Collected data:

------------------------------------------------------------

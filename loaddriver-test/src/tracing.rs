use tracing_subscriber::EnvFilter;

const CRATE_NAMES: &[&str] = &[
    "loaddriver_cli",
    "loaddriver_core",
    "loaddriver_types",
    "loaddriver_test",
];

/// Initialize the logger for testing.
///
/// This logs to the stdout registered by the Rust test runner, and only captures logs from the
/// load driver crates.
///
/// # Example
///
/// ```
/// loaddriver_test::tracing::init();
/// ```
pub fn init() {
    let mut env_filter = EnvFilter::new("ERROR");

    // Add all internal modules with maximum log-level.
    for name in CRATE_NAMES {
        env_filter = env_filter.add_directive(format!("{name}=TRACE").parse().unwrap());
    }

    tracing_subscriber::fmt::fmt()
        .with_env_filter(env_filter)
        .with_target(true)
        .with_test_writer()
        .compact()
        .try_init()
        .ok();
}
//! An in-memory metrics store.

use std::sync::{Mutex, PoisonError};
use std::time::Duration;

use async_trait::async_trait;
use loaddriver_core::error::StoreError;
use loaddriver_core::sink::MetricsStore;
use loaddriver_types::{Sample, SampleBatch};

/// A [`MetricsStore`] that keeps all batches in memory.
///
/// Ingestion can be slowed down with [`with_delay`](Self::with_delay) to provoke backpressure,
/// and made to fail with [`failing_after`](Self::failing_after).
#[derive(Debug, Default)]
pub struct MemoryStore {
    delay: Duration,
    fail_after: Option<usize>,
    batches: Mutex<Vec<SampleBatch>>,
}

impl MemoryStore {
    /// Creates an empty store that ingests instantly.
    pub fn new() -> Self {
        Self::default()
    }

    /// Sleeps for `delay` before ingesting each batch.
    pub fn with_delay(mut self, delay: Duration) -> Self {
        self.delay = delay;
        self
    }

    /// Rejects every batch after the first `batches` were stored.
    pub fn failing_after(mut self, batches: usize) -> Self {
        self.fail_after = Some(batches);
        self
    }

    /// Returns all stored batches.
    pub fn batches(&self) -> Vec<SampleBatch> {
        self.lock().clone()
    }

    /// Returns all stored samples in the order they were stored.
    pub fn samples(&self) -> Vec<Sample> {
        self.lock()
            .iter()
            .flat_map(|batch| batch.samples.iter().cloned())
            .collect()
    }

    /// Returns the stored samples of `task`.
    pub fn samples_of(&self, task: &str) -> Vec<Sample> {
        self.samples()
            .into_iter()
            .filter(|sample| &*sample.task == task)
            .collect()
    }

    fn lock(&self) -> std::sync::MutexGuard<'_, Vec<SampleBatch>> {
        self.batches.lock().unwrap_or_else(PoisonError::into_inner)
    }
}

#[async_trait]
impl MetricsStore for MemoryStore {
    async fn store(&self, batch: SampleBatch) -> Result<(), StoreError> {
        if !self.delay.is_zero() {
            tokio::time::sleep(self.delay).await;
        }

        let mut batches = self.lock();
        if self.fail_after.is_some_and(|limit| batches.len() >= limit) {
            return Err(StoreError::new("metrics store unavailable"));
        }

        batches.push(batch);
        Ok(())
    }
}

------------------------------------------------------------

Work order:
Report every line of the entries that carries the word "impl".

Final answer:
impl MemoryStore {
impl MetricsStore for MemoryStore {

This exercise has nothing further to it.